DATA FOR THE TASK below:
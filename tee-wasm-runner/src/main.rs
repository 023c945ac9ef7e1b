// Copyright (c) 2024 Alibaba Cloud
//
// SPDX-License-Identifier: Apache-2.0
//

use std::{process::ExitCode, sync::Arc};

use anyhow::Result;
use clap::Parser;
use log::*;
use tee_wasm_runner::{Cli, OciRegistry, RunRequest, RunnerConfig, TeeWasmRunner, WasmtimeCli};

async fn run(cli: Cli) -> Result<String> {
    let config = RunnerConfig::from_cli(&cli)?;
    debug!("runner config: {config:?}");

    let registry = Arc::new(OciRegistry::new(config.registry.insecure.clone()));
    let engine = Arc::new(WasmtimeCli::new(&config.runtime));
    let runner = TeeWasmRunner::new(config, registry, engine);

    let request = RunRequest {
        image_reference: cli.image_reference,
        function: cli.invoke,
        args: cli.wasm_args,
    };
    let outcome = runner.run(&request).await?;
    if let Some(platform) = outcome.platform {
        info!("{} image released by {platform} attestation", outcome.kind);
    }

    Ok(outcome.output.stdout)
}

#[tokio::main]
async fn main() -> ExitCode {
    env_logger::init_from_env(env_logger::Env::new().default_filter_or("info"));

    let cli = Cli::parse();

    match run(cli).await {
        Ok(stdout) => {
            print!("{stdout}");
            ExitCode::SUCCESS
        }
        Err(e) => {
            error!("{e:#}");
            ExitCode::FAILURE
        }
    }
}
End of DATA FOR THE TASK.
▶ PROBLEM TO WORK ON:
From the lines above, copy those that contain the word "main".

▶ ANSWER TO THE PROBLEM:
filename tee-wasm-runner/src/main.rs
#[tokio::main]
async fn main() -> ExitCode {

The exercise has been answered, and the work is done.